A novel method to diagnose X-linked Alport Syndrome has been developed and validated in a recent study by Andrew Malone, MBBCh, Steven Funk, PhD, Tarek Alhamad, MD and Jeffrey Miner, PhD, in the Division of Nephrology.
Alport syndrome is an inherited disease characterized by a progressive loss of kidney function, hearing loss and eye abnormalities, and is caused by genetic mutations affecting the type IV collagen family of proteins in basement membranes.
X-linked Alport Syndrome accounts for 80% to 85% of the cases and results from mutations of the collagen α5(IV) protein (COL4A5 gene). Diagnosis is generally made by looking for morphological changes or the presence or absence of α5(IV) protein in skin or kidney biopsies. Genetic testing can also be performed when available.
Because the epidermal basement membrane is continuous with the hair follicle basement membrane, a normal hair follicle should retain part of the basement membrane from the skin from which it was “plucked”. Since patients with X-linked Alport Syndrome exhibit abnormal staining of the α5(IV) protein in the skin, the group reasoned that analysis of this protein in plucked hair follicles could be a simple, non-invasive method to screen for the disease.
Plucked hairs from controls and members of a family diagnosed with X-linked Alport Syndrome were briefly incubated with fluorochrome-conjugated anti-collagen IV antibodies.

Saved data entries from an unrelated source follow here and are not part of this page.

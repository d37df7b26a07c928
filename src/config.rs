use secrecy::Secret;
use serde::Deserialize;

#[derive(Debug, Clone, Deserialize)]
pub struct Config {
    pub database_url: String,
    pub host: String,
    pub port: u16,

    // Admin credential for the dashboard session
    pub admin_username: String,
    pub admin_password: Secret<String>,

    // Outbound webhook endpoint (n8n or similar); optional
    pub webhook_url: Option<String>,

    // Facility-local UTC offset in hours, used for calendar-day math
    pub timezone_offset_hours: i32,

    // HMAC key for QR badge payloads
    pub qr_signing_key: Secret<String>,

    // Security
    pub session_secret: Secret<String>,
}

impl Config {
    pub fn from_env() -> Result<Self, config::ConfigError> {
        // Load .env file if it exists (for local development)
        let _ = dotenvy::dotenv();

        let config = config::Config::builder()
            .add_source(config::Environment::default().separator("__"))
            .build()?;

        Ok(Self {
            database_url: config.get("database_url")?,
            host: config.get("host").unwrap_or_else(|_| "127.0.0.1".to_string()),
            port: config.get("port")?,

            admin_username: config
                .get("admin_username")
                .unwrap_or_else(|_| "admin".to_string()),
            admin_password: Secret::new(config.get("admin_password")?),

            webhook_url: config.get("webhook_url").ok(),

            // Tashkent by default
            timezone_offset_hours: config.get("timezone_offset_hours").unwrap_or(5),

            qr_signing_key: Secret::new(config.get("qr_signing_key")?),

            session_secret: Secret::new(config.get("session_secret")?),
        })
    }
}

The hairs were then whole-mounted for confocal immunofluorescence microscopy of the follicles. Follicles of the affected family members had reduced α5(IV) protein compared to the controls or family members without Alport Syndrome.
This non-invasive assay was used to study a novel splice region mutation in COL4A5 in an Alport Syndrome affected family. The mutation causes truncation of the collagen α5(IV) protein. They found that the splice region variant is a pathogenic mutation that leads to expression of mostly abnormal transcripts, but also some normal transcripts, which would explain the variable phenotypes seen in the family members carrying the mutation.
First author Andrew Malone says, “In certain patients, hair follicle testing has the potential to be a useful non-invasive test for Alports that avoids the costs and risks associated with procedures such as kidney and skin biopsy.”